#### [Problem statement]
For this exercise, transcribe all of the records exactly as given.
______
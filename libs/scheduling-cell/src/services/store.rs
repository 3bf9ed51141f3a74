// libs/scheduling-cell/src/services/store.rs
use anyhow::Result;
use serde_json::Value;
use tracing::debug;

use shared_config::AppConfig;
use shared_database::PostgrestClient;

use crate::models::{
    Appointment, AppointmentFilter, Doctor, DoctorFilter, DoctorWorkBlock, Room, RoomFilter,
    WorkBlockFilter,
};

/// Read-only accessor over the booking collections. Every availability
/// question in this cell goes through these four queries; nothing here
/// ever writes.
pub struct BookingStore {
    db: PostgrestClient,
}

impl BookingStore {
    pub fn new(config: &AppConfig) -> Self {
        Self {
            db: PostgrestClient::new(config),
        }
    }

    pub async fn list_appointments(&self, filter: &AppointmentFilter) -> Result<Vec<Appointment>> {
        let mut query_parts = Vec::new();

        if let Some(doctor_id) = filter.doctor_id {
            query_parts.push(format!("doctor_id=eq.{}", doctor_id));
        }
        if let Some(room_id) = filter.room_id {
            query_parts.push(format!("room_id=eq.{}", room_id));
        }
        if let Some(date) = filter.date {
            query_parts.push(format!("date=eq.{}", date));
        }
        query_parts.push("order=start_time.asc".to_string());

        let path = format!("/rest/v1/appointments?{}", query_parts.join("&"));
        let result: Vec<Value> = self.db.get_rows(&path).await?;

        let mut appointments: Vec<Appointment> = result
            .into_iter()
            .map(serde_json::from_value)
            .collect::<std::result::Result<Vec<Appointment>, _>>()?;

        // Status filtering happens on the decoded rows; the status column is
        // inspected in code, not pushed down.
        if !filter.status_in.is_empty() {
            appointments.retain(|apt| filter.status_in.contains(&apt.status));
        }
        if !filter.status_not_in.is_empty() {
            appointments.retain(|apt| !filter.status_not_in.contains(&apt.status));
        }

        debug!("Fetched {} appointments", appointments.len());
        Ok(appointments)
    }

    pub async fn list_doctors(&self, filter: &DoctorFilter) -> Result<Vec<Doctor>> {
        let mut query_parts = Vec::new();

        if let Some(ref speciality) = filter.speciality {
            let trimmed = speciality.trim();
            if !trimmed.is_empty() {
                query_parts.push(format!("speciality=eq.{}", urlencoding::encode(trimmed)));
            }
        }
        if filter.is_available_only {
            query_parts.push("is_available=eq.true".to_string());
        }
        query_parts.push("order=last_name.asc".to_string());

        let path = format!("/rest/v1/doctors?{}", query_parts.join("&"));
        let result: Vec<Value> = self.db.get_rows(&path).await?;

        let doctors: Vec<Doctor> = result
            .into_iter()
            .map(serde_json::from_value)
            .collect::<std::result::Result<Vec<Doctor>, _>>()?;

        debug!("Fetched {} doctors", doctors.len());
        Ok(doctors)
    }

    pub async fn list_rooms(&self, filter: &RoomFilter) -> Result<Vec<Room>> {
        let mut query_parts = Vec::new();

        if let Some(status) = filter.status {
            query_parts.push(format!("status=eq.{}", status));
        }
        query_parts.push("order=name.asc".to_string());

        let path = format!("/rest/v1/rooms?{}", query_parts.join("&"));
        let result: Vec<Value> = self.db.get_rows(&path).await?;

        let rooms: Vec<Room> = result
            .into_iter()
            .map(serde_json::from_value)
            .collect::<std::result::Result<Vec<Room>, _>>()?;

        debug!("Fetched {} rooms", rooms.len());
        Ok(rooms)
    }

    pub async fn list_work_blocks(&self, filter: &WorkBlockFilter) -> Result<Vec<DoctorWorkBlock>> {
        let mut query_parts = vec![format!("doctor_id=eq.{}", filter.doctor_id)];

        if let Some(date) = filter.date {
            query_parts.push(format!("date=eq.{}", date));
        }
        if let Some(exclude_id) = filter.exclude_id {
            query_parts.push(format!("id=neq.{}", exclude_id));
        }
        query_parts.push("order=start_time.asc".to_string());

        let path = format!("/rest/v1/doctor_work_blocks?{}", query_parts.join("&"));
        let result: Vec<Value> = self.db.get_rows(&path).await?;

        let blocks: Vec<DoctorWorkBlock> = result
            .into_iter()
            .map(serde_json::from_value)
            .collect::<std::result::Result<Vec<DoctorWorkBlock>, _>>()?;

        debug!("Fetched {} work blocks", blocks.len());
        Ok(blocks)
    }
}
______
#### [Exercise result]
filename libs/scheduling-cell/src/services/store.rs
repository 3bf9ed51141f3a74
// libs/scheduling-cell/src/services/store.rs
use anyhow::Result;
use serde_json::Value;
use tracing::debug;

use shared_config::AppConfig;
use shared_database::PostgrestClient;

use crate::models::{
    Appointment, AppointmentFilter, Doctor, DoctorFilter, DoctorWorkBlock, Room, RoomFilter,
    WorkBlockFilter,
};

/// Read-only accessor over the booking collections. Every availability
/// question in this cell goes through these four queries; nothing here
/// ever writes.
pub struct BookingStore {
    db: PostgrestClient,
}

impl BookingStore {
    pub fn new(config: &AppConfig) -> Self {
        Self {
            db: PostgrestClient::new(config),
        }
    }

    pub async fn list_appointments(&self, filter: &AppointmentFilter) -> Result<Vec<Appointment>> {
        let mut query_parts = Vec::new();

        if let Some(doctor_id) = filter.doctor_id {
            query_parts.push(format!("doctor_id=eq.{}", doctor_id));
        }
        if let Some(room_id) = filter.room_id {
            query_parts.push(format!("room_id=eq.{}", room_id));
        }
        if let Some(date) = filter.date {
            query_parts.push(format!("date=eq.{}", date));
        }
        query_parts.push("order=start_time.asc".to_string());

        let path = format!("/rest/v1/appointments?{}", query_parts.join("&"));
        let result: Vec<Value> = self.db.get_rows(&path).await?;

        let mut appointments: Vec<Appointment> = result
            .into_iter()
            .map(serde_json::from_value)
            .collect::<std::result::Result<Vec<Appointment>, _>>()?;

        // Status filtering happens on the decoded rows; the status column is
        // inspected in code, not pushed down.
        if !filter.status_in.is_empty() {
            appointments.retain(|apt| filter.status_in.contains(&apt.status));
        }
        if !filter.status_not_in.is_empty() {
            appointments.retain(|apt| !filter.status_not_in.contains(&apt.status));
        }

        debug!("Fetched {} appointments", appointments.len());
        Ok(appointments)
    }

    pub async fn list_doctors(&self, filter: &DoctorFilter) -> Result<Vec<Doctor>> {
        let mut query_parts = Vec::new();

        if let Some(ref speciality) = filter.speciality {
            let trimmed = speciality.trim();
            if !trimmed.is_empty() {
                query_parts.push(format!("speciality=eq.{}", urlencoding::encode(trimmed)));
            }
        }
        if filter.is_available_only {
            query_parts.push("is_available=eq.true".to_string());
        }
        query_parts.push("order=last_name.asc".to_string());

        let path = format!("/rest/v1/doctors?{}", query_parts.join("&"));
        let result: Vec<Value> = self.db.get_rows(&path).await?;

        let doctors: Vec<Doctor> = result
            .into_iter()
            .map(serde_json::from_value)
            .collect::<std::result::Result<Vec<Doctor>, _>>()?;

        debug!("Fetched {} doctors", doctors.len());
        Ok(doctors)
    }

    pub async fn list_rooms(&self, filter: &RoomFilter) -> Result<Vec<Room>> {
        let mut query_parts = Vec::new();

        if let Some(status) = filter.status {
            query_parts.push(format!("status=eq.{}", status));
        }
        query_parts.push("order=name.asc".to_string());

        let path = format!("/rest/v1/rooms?{}", query_parts.join("&"));
        let result: Vec<Value> = self.db.get_rows(&path).await?;

        let rooms: Vec<Room> = result
            .into_iter()
            .map(serde_json::from_value)
            .collect::<std::result::Result<Vec<Room>, _>>()?;

        debug!("Fetched {} rooms", rooms.len());
        Ok(rooms)
    }

    pub async fn list_work_blocks(&self, filter: &WorkBlockFilter) -> Result<Vec<DoctorWorkBlock>> {
        let mut query_parts = vec![format!("doctor_id=eq.{}", filter.doctor_id)];

        if let Some(date) = filter.date {
            query_parts.push(format!("date=eq.{}", date));
        }
        if let Some(exclude_id) = filter.exclude_id {
            query_parts.push(format!("id=neq.{}", exclude_id));
        }
        query_parts.push("order=start_time.asc".to_string());

        let path = format!("/rest/v1/doctor_work_blocks?{}", query_parts.join("&"));
        let result: Vec<Value> = self.db.get_rows(&path).await?;

        let blocks: Vec<DoctorWorkBlock> = result
            .into_iter()
            .map(serde_json::from_value)
            .collect::<std::result::Result<Vec<DoctorWorkBlock>, _>>()?;

        debug!("Fetched {} work blocks", blocks.len());
        Ok(blocks)
    }
}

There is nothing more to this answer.